═════ Record excerpts

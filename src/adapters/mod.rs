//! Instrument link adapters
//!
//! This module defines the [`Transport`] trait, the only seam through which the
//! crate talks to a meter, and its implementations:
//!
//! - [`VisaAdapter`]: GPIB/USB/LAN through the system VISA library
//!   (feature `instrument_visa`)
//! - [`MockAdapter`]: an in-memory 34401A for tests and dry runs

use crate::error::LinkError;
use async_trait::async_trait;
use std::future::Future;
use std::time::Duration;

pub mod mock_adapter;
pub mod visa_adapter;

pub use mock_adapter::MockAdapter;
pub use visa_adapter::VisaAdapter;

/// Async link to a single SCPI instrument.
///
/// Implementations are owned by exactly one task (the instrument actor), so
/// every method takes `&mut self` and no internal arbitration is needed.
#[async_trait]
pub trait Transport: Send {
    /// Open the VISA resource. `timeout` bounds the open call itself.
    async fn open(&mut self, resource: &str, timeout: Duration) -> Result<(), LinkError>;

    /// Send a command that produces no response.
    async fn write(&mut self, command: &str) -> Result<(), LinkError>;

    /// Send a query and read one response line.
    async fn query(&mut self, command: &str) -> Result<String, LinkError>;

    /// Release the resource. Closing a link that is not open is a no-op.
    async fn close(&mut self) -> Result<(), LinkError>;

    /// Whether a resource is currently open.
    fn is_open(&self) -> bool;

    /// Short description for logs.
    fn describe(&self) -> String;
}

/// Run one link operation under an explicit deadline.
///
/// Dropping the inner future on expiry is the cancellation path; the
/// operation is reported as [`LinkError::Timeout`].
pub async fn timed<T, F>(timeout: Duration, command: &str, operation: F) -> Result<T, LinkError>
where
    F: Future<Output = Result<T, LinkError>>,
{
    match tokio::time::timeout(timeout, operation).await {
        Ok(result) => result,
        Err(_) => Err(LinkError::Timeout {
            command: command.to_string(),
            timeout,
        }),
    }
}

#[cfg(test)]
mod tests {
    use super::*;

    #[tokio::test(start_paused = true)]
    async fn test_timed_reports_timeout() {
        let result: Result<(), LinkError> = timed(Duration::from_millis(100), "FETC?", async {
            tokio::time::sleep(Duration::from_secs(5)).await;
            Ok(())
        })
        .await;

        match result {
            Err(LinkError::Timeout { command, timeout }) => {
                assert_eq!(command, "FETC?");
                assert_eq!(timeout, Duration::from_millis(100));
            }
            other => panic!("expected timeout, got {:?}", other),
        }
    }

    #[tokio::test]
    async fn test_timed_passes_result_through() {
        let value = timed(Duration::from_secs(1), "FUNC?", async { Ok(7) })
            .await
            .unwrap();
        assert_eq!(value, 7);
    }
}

══════════

• [Problem to solve]:
Every line in the data above that contains "match" needs to be copied.

• [Result of this exercise]:
    match tokio::time::timeout(timeout, operation).await {
        match result {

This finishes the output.